WHERE taf."EmbeddingDiscogs" IS NOT NULL
ORDER BY taf."EmbeddingDiscogs" <=> '[…]'::vector(1280)
LIMIT 50;
How it could be used
  • "More like this" anywhere in the app.
  • Personal radio blending embeddings of liked tracks.
  • Catalog clustering for discovering emerging genres.
  • Outlier detection within an album.

6 Enrichment lifecycle

EnrichmentStatus
enum string
Type
EnrichmentStatus
Values
Pending · Completed · Failed
Storage
UPPERCASE string

Drives the retries of EnrichTrackAudioConsumer. Initial value Pending at the end of Phase 1.

EnrichedAtUtc
Type
DateTime? (UTC)

Timestamp of the last successful enrichment.

EnrichmentAttempts
Type
int
Default
0

Attempt counter. The worker increments it on each run. After the configured maximum (3), it records EnrichmentStatus = Failed and releases the track to Ready (fail-open).

EnrichmentLastError
Type
string? (truncated to 1024)

Last error message. Useful for diagnostics in Studio (admin UI) and for alerting/observability.

7 Used today

API · GetSimilar

GET /tracks/{id}/similar
Uses: EmbeddingDiscogs (cosine, HNSW), Bpm, Energy, Valence.

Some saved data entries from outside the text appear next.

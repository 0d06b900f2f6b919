use crate::domain::value_objects::{enums::audiences::Audience, events::DomainEvent};

#[derive(Debug, Clone, PartialEq, Eq)]
pub struct RenderedMessage {
    pub title: String,
    pub message: String,
    pub link: Option<String>,
}

impl RenderedMessage {
    fn new(title: impl Into<String>, message: impl Into<String>, link: String) -> Self {
        Self {
            title: title.into(),
            message: message.into(),
            link: Some(link),
        }
    }
}

/// Text for one recipient. Members read about "your" things, staff read
/// about the member by name; links point into the area each audience uses.
pub fn render(event: &DomainEvent, audience: Audience, member_name: &str) -> RenderedMessage {
    let staff_prefix = match audience {
        Audience::Admin => "/admin",
        Audience::Trainer => "/trainer",
        Audience::Member => "",
    };
    let is_member = audience == Audience::Member;

    match event {
        DomainEvent::MemberRegistered { user_id } => {
            if is_member {
                RenderedMessage::new(
                    "Welcome aboard",
                    "Your account is ready. Pick a plan to start training.",
                    "/plans".to_string(),
                )
            } else {
                RenderedMessage::new(
                    "New member registered",
                    format!("{member_name} just created an account."),
                    format!("{staff_prefix}/members/{user_id}"),
                )
            }
        }
        DomainEvent::SubscriptionCreated {
            subscription_id,
            plan_name,
            ..
        } => subscription_message(
            is_member,
            *subscription_id,
            staff_prefix,
            "Subscription started",
            format!("Your {} subscription is being set up.", plan(plan_name)),
            "New subscription",
            format!("{member_name} subscribed to {}.", plan(plan_name)),
        ),
        DomainEvent::SubscriptionActivated {
            subscription_id,
            plan_name,
            ..
        } => subscription_message(
            is_member,
            *subscription_id,
            staff_prefix,
            "Subscription active",
            format!("Your {} subscription is now active.", plan(plan_name)),
            "Subscription activated",
            format!("{member_name}'s {} subscription is now active.", plan(plan_name)),
        ),
        DomainEvent::SubscriptionPastDue {
            subscription_id,
            plan_name,
            ..
        } => subscription_message(
            is_member,
            *subscription_id,
            staff_prefix,
            "Payment failed",
            format!(
                "We could not collect the payment for your {} subscription. Update your payment method to keep access.",
                plan(plan_name)
            ),
            "Subscription past due",
            format!("{member_name}'s {} payment failed.", plan(plan_name)),
        ),
        DomainEvent::SubscriptionCanceled {
            subscription_id,
            plan_name,
            ..
        } => subscription_message(
            is_member,
            *subscription_id,
            staff_prefix,
            "Subscription canceled",
            format!("Your {} subscription has been canceled.", plan(plan_name)),
            "Subscription canceled",
            format!("{member_name} canceled their {} subscription.", plan(plan_name)),
        ),
        DomainEvent::SubscriptionExpired {
            subscription_id,
            plan_name,
            ..
        } => subscription_message(
            is_member,
            *subscription_id,
            staff_prefix,
            "Subscription expired",
            format!(
                "Your {} subscription has expired. Renew to continue training.",
                plan(plan_name)
            ),
            "Subscription expired",
            format!("{member_name}'s {} subscription expired.", plan(plan_name)),
        ),
        DomainEvent::VideoUploaded {
            video_id, title, ..
        } => {
            let title = video(title);
            if is_member {
                RenderedMessage::new(
                    "Video uploaded",
                    format!("Your video {title} was uploaded and is waiting for review."),
                    format!("/videos/{video_id}"),
                )
            } else {
                RenderedMessage::new(
                    "New video to review",
                    format!("{member_name} uploaded {title}."),
                    format!("{staff_prefix}/videos/{video_id}"),
                )
            }
        }
        DomainEvent::VideoReviewed {
            video_id,
            approved,
            note,
            ..
        } => {
            let verdict = if *approved { "approved" } else { "rejected" };
            if is_member {
                let mut message = format!("Your video was {verdict}.");
                if let Some(note) = note.as_deref().filter(|note| !note.trim().is_empty()) {
                    message.push_str(&format!(" Note: {}", note.trim()));
                }
                RenderedMessage::new("Video reviewed", message, format!("/videos/{video_id}"))
            } else {
                RenderedMessage::new(
                    "Video review recorded",
                    format!("{member_name}'s video was {verdict}."),
                    format!("{staff_prefix}/videos/{video_id}"),
                )
            }
        }
        DomainEvent::PlanAssigned {
            assignment_id,
            plan_kind,
            plan_name,
            ..
        } => {
            let name = plan_name
                .as_deref()
                .map(|name| format!(" \"{name}\""))
                .unwrap_or_default();
            if is_member {
                RenderedMessage::new(
                    format!("New {plan_kind} plan"),
                    format!("You have been assigned a new {plan_kind} plan{name}."),
                    format!("/{plan_kind}-plans/{assignment_id}"),
                )
            } else {
                RenderedMessage::new(
                    format!("{} plan assigned", capitalize(plan_kind.as_str())),
                    format!("{member_name} was assigned the {plan_kind} plan{name}."),
                    format!("{staff_prefix}/{plan_kind}-plans/{assignment_id}"),
                )
            }
        }
    }
}

#[allow(clippy::too_many_arguments)]
fn subscription_message(
    is_member: bool,
    subscription_id: uuid::Uuid,
    staff_prefix: &str,
    member_title: &str,
    member_message: String,
    staff_title: &str,
    staff_message: String,
) -> RenderedMessage {
    if is_member {
        RenderedMessage::new(
            member_title,
            member_message,
            format!("/subscriptions/{subscription_id}"),
        )
    } else {
        RenderedMessage::new(
            staff_title,
            staff_message,
            format!("{staff_prefix}/subscriptions/{subscription_id}"),
        )
    }
}

fn plan(plan_name: &Option<String>) -> String {
    match plan_name.as_deref() {
        Some(name) if !name.trim().is_empty() => name.trim().to_string(),
        _ => "membership".to_string(),
    }
}

fn video(title: &Option<String>) -> String {
    match title.as_deref() {
        Some(title) if !title.trim().is_empty() => format!("\"{}\"", title.trim()),
        _ => "a new video".to_string(),
    }
}

fn capitalize(value: &str) -> String {
    let mut chars = value.chars();
    match chars.next() {
        Some(first) => first.to_uppercase().chain(chars).collect(),
        None => String::new(),
    }
}

#[cfg(test)]
mod tests {
    use super::*;
    use crate::domain::value_objects::enums::assigned_plan_kinds::AssignedPlanKind;
    use uuid::Uuid;

    #[test]
    fn member_and_staff_wording_differ() {
        let subscription_id = Uuid::new_v4();
        let event = DomainEvent::SubscriptionExpired {
            subscription_id,
            user_id: Uuid::new_v4(),
            plan_name: Some("Gold".to_string()),
        };

        let member = render(&event, Audience::Member, "Sam");
        let admin = render(&event, Audience::Admin, "Sam");

        assert!(member.message.starts_with("Your Gold subscription"));
        assert_eq!(admin.message, "Sam's Gold subscription expired.");
        assert_eq!(
            member.link.as_deref(),
            Some(format!("/subscriptions/{subscription_id}").as_str())
        );
        assert_eq!(
            admin.link.as_deref(),
            Some(format!("/admin/subscriptions/{subscription_id}").as_str())
        );
    }

    #[test]
    fn trainer_links_stay_in_trainer_area() {
        let assignment_id = Uuid::new_v4();
        let event = DomainEvent::PlanAssigned {
            assignment_id,
            user_id: Uuid::new_v4(),
            plan_kind: AssignedPlanKind::Diet,
            plan_name: None,
        };

        let rendered = render(&event, Audience::Trainer, "Sam");

        assert_eq!(rendered.title, "Diet plan assigned");
        assert_eq!(rendered.message, "Sam was assigned the diet plan.");
        assert_eq!(
            rendered.link,
            Some(format!("/trainer/diet-plans/{assignment_id}"))
        );
    }

    #[test]
    fn review_note_only_reaches_the_member() {
        let event = DomainEvent::VideoReviewed {
            video_id: Uuid::new_v4(),
            user_id: Uuid::new_v4(),
            approved: false,
            note: Some(" Keep your back straight ".to_string()),
        };

        let member = render(&event, Audience::Member, "Sam");
        let trainer = render(&event, Audience::Trainer, "Sam");

        assert_eq!(
            member.message,
            "Your video was rejected. Note: Keep your back straight"
        );
        assert_eq!(trainer.message, "Sam's video was rejected.");
    }
}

Studio · TrackInsightsModal

Waveform, AudioDnaRadar (6 axes), LoudnessMeter, MoodMap (Valence × Arousal), EnergyBands, ProcessingStepper.

Studio · ManageAlbumPageClient

Read-only analysis section: BPM, Key+Mode, LUFS, True Peak, Speech/Music Profile.

Mood pipeline

Uses Valence, Arousal and MoodThemeTagsJson to suggest editorial Moods (auto-tagging) in Studio.

8 Possible uses (not implemented)

Discovery

Personalised radio based on the centroid of embeddings of the user's liked tracks. Diversification by cone in embedding space.

DJ / mixing

Harmonic mixing (key + mode) + beatmatching (BPM ±5%) for automatic transitions in "Continuous Mix" playlists.

Master QA

Warn artists at upload: "Your master is at −18 LUFS — 4 dB below the streaming target". Combines LoudnessLufs and TruePeakDb.

Sync licensing

Search by brief: "I need something epic/cinematic in D minor, ≤120 BPM, high arousal" → a mixed query (MoodThemeTagsJson + Key + BPM + Arousal).

Duplicate detection

Hashing the Fingerprint + embedding distance to detect re-uploads, close covers and uncredited samples.

Anti-fraud

Combine VoiceProbability, SpeechMusicProfile and DynamicComplexity to detect suspicious uploads (disguised podcasts, white noise, short loops).